DESCRIPTION OF THE TASK: Of the lines below, copy those that hold the word "Some".

DATASET CONTENT:
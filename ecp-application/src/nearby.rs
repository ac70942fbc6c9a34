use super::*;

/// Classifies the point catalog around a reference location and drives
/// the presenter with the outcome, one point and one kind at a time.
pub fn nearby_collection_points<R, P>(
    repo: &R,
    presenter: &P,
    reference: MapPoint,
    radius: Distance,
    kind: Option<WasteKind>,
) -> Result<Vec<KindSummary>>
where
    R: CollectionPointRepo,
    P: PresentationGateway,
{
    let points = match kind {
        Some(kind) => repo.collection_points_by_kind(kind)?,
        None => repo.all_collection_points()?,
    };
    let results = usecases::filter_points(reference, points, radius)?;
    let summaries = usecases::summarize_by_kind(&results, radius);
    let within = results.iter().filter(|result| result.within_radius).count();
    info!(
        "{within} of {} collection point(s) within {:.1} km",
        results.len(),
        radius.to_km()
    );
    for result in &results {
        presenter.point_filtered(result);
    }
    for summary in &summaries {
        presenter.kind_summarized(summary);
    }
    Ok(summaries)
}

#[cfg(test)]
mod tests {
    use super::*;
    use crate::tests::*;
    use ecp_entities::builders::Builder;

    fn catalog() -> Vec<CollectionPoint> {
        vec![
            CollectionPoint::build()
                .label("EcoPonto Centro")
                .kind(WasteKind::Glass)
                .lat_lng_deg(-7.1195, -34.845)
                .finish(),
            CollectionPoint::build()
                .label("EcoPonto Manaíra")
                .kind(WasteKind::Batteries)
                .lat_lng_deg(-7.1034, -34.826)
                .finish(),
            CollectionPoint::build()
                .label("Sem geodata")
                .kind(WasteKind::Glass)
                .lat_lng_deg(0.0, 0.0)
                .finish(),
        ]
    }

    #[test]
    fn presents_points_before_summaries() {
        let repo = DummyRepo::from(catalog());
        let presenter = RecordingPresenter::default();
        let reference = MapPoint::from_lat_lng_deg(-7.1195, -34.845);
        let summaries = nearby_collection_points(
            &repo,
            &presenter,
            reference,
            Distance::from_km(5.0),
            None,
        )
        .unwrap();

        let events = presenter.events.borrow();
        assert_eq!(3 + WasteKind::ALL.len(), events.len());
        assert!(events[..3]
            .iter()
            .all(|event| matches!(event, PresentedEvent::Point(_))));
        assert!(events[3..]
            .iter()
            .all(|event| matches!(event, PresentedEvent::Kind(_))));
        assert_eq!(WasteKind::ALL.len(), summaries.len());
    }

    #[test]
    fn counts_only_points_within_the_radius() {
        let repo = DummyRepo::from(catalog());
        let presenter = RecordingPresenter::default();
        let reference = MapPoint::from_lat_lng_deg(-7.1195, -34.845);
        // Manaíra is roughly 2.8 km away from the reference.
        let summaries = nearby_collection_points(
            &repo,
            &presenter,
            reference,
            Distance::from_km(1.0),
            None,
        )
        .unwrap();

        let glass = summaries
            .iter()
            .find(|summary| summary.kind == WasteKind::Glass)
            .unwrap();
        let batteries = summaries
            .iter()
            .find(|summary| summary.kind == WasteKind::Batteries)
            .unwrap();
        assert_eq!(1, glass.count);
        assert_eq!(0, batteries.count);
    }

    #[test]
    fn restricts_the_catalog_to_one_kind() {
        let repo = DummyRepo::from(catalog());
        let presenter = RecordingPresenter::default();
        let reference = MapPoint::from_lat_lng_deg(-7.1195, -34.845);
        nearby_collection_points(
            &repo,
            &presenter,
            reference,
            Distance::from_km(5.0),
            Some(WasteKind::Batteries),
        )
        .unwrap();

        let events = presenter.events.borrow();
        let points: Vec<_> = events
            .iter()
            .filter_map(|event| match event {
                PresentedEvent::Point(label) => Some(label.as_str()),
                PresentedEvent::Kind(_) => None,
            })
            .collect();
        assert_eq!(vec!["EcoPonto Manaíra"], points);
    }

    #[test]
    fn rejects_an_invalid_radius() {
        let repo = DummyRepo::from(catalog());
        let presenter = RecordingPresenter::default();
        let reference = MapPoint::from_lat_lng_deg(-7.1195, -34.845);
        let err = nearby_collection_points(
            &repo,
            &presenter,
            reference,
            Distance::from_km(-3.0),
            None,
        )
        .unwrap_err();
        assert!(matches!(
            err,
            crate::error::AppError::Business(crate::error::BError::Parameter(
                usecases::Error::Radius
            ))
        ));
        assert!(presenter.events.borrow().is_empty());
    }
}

* * *

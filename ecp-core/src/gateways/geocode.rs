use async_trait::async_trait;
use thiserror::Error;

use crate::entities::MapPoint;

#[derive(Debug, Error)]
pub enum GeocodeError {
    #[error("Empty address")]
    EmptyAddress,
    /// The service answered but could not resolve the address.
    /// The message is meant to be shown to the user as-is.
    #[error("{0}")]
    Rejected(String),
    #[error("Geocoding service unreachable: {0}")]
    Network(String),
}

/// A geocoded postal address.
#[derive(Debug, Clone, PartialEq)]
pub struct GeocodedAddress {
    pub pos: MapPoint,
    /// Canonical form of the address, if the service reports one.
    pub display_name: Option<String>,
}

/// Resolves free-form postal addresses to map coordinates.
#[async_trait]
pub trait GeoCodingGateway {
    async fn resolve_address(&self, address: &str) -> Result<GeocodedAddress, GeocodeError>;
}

ANSWER TO THE EXERCISE:
        Some(kind) => repo.collection_points_by_kind(kind)?,
            Some(WasteKind::Batteries),
                PresentedEvent::Point(label) => Some(label.as_str()),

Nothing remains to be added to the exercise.